Front-month West Texas Intermediate crude futures have gained 45 percent so far this year as OPEC engineered the first global output cut in 15 years. The U.S. Oil Fund LP, an ETF designed to track oil prices that has seen investors pour in nearly $3 billion in the past two years, only grew 6.6 percent over the same period.
The culprit? A pricing structure known as contango, when current futures are priced lower than the next month. Because the fund, known as USO, holds front-month WTI contracts, it loses money in a contango market every time it sells the futures as they near expiry and buys the next month. Returns generated off front-month WTI prices aren’t accurate because they don’t take into account the contract roll, U.S. Commodity Funds LLC President John Love said in an e-mail. USCF is the manger of the U.S. Oil Fund.
“USO’s been hit with the contango ugly stick,” said Matt Hougan, chief executive officer of Inside ETFs in San Francisco. “Despite the solid price appreciation in spot crude, investors have not been rewarded much because the roll has been costly.”
ETFs that track oil prices give people the opportunity to bet on price moves without requiring the large amount of capital needed to invest directly in commodities. They also give hedge funds that normally trade equities a chance to wager on raw materials without setting up new back office systems.
“Even an investor in physical WTI would encounter costs for storage, insurance, etc. that would effect that investor in a similar way,” said Love. Contango “has weighed on returns to oil investors, so even though the nominal price of a futures contract has gone up, the cost of holding an oil position has been high.”
The Standard and Poor’s 500 Energy Index, which tracks companies including explorer Exxon Mobil Corp. and oil services company Schlumberger Ltd., has gained 26 percent this year.
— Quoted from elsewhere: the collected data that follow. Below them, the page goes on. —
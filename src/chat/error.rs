//! 聊天模块统一错误类型
//!
//! 本地存储、远端 AI 服务与同步层共用一套错误分类，
//! 上层（UI 控制器）据此决定提示文案与是否允许用户重试。

use thiserror::Error;

/// 聊天模块统一 Result 别名
pub type ChatResult<T> = Result<T, ChatError>;

/// 聊天模块错误分类
#[derive(Debug, Error)]
pub enum ChatError {
    /// 本地数据库在 `init()` 之前被使用
    #[error("本地数据库尚未初始化")]
    NotInitialized,

    /// 写入数据缺少必填字段，或引用了不存在的记录
    #[error("数据校验失败: {0}")]
    Validation(String),

    /// 网络层失败（超时、无法连接等），请求未得到服务端应答
    #[error("网络请求失败: {0}")]
    Network(#[source] reqwest::Error),

    /// 服务端可达但拒绝了请求（非 2xx 或业务 success=false）
    #[error("服务端错误 {status}: {message}")]
    Service { status: u16, message: String },

    /// 本地 SQLite 读写失败
    #[error("本地存储错误: {0}")]
    Storage(#[from] sqlx::Error),
}
//! 健康聊天模块
//!
//! 本地会话缓存与远端 AI 分析服务的同步核心。

pub mod api;
pub mod db;
pub mod error;
pub mod models;
pub mod store;
pub mod syncer;
pub mod types;

// 重新导出主要类型和函数
pub use api::{HealthAiApi, HttpHealthAiApi};
pub use error::{ChatError, ChatResult};
pub use models::{LocalChatMessage, LocalChatUser, LocalConversation};
pub use store::ChatStore;
pub use syncer::{
    ChatSession, ChatSyncer, ChatSyncerConfig, EntryState, ResumedConversation, UserProfile,
};
pub use types::{AnalysisData, AnalysisReport, ChatTurn, LabField, LabReport, Recommendation};
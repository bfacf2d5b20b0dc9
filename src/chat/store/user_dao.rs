//! 用户数据访问层（DAO）
//!
//! 负责 chat_users 表的所有数据库操作。

use sqlx::{Pool, Row, Sqlite};
use tracing::debug;

use crate::chat::error::ChatResult;
use crate::chat::models::LocalChatUser;

/// 用户 DAO（基于 sqlx）
pub struct ChatUserDao {
    db: Pool<Sqlite>,
}

impl ChatUserDao {
    pub fn new(db: Pool<Sqlite>) -> Self {
        Self { db }
    }

    /// 初始化用户表结构（幂等）
    pub async fn init_db(db: &Pool<Sqlite>) -> ChatResult<()> {
        let sql = r#"
            CREATE TABLE IF NOT EXISTS chat_users (
                id INTEGER PRIMARY KEY AUTOINCREMENT,
                user_id TEXT UNIQUE NOT NULL,
                name TEXT NOT NULL,
                age INTEGER NOT NULL,
                gender TEXT NOT NULL,
                created_at TEXT NOT NULL
            )
        "#;
        sqlx::query(sql).execute(db).await?;
        Ok(())
    }

    /// 插入或更新用户（按 user_id 整行替换）
    pub async fn upsert_user(&self, user: &LocalChatUser) -> ChatResult<()> {
        let sql = r#"
            INSERT INTO chat_users (user_id, name, age, gender, created_at)
            VALUES (?, ?, ?, ?, ?)
            ON CONFLICT(user_id) DO UPDATE SET
                name = excluded.name,
                age = excluded.age,
                gender = excluded.gender,
                created_at = excluded.created_at
        "#;
        sqlx::query(sql)
            .bind(&user.user_id)
            .bind(&user.name)
            .bind(user.age)
            .bind(&user.gender)
            .bind(&user.created_at)
            .execute(&self.db)
            .await?;

        debug!("[UserDAO] 已保存用户: {}", user.user_id);
        Ok(())
    }

    /// 获取当前用户：created_at 最新的一行，表为空时返回 None
    pub async fn get_current_user(&self) -> ChatResult<Option<LocalChatUser>> {
        let row = sqlx::query(
            r#"
            SELECT user_id, name, age, gender, created_at
            FROM chat_users
            ORDER BY created_at DESC, id DESC
            LIMIT 1
            "#,
        )
        .fetch_optional(&self.db)
        .await?;

        Ok(row.map(|row| LocalChatUser {
            user_id: row.get("user_id"),
            name: row.get("name"),
            age: row.get("age"),
            gender: row.get("gender"),
            created_at: row.get("created_at"),
        }))
    }

    /// 清空用户表
    pub async fn delete_all(&self) -> ChatResult<()> {
        sqlx::query("DELETE FROM chat_users").execute(&self.db).await?;
        Ok(())
    }
}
The ETF funds have grown in popularity as oil prices fell and investors looked for ways to bet on a rebound. Assets invested in the U.S. Oil Fund grew from as little as $437 million in May 2014 to almost $4.3 billion in March. Assets totaled $3.2 billion as of Dec. 22, according to its website.
Some relief might be on the way. The futures curves should flatten in 2017 as supply becomes tighter, improving the so-called roll yields, Citigroup researchers including Ed Morse said in a Dec. 5 note. The difference between WTI futures delivered in one month versus 12 months has fallen to $2.95 a barrel from $5.32 in early November.
That may not be much of a concern to ETF buyers, said John Hyland, former chief investment officer of USCF. Investors typically care more about buying low and selling high than about the rolls, despite the impact they have on long-term returns, he said.
“In 11 years we have observed that what flows react to most is the current price level,” said Hyland, who is now building another ETF issuer. “The users of USO seem to be too short-term focused on their trading to worry about where oil will be in 3 months, and only focused on where it will be in 3 days.”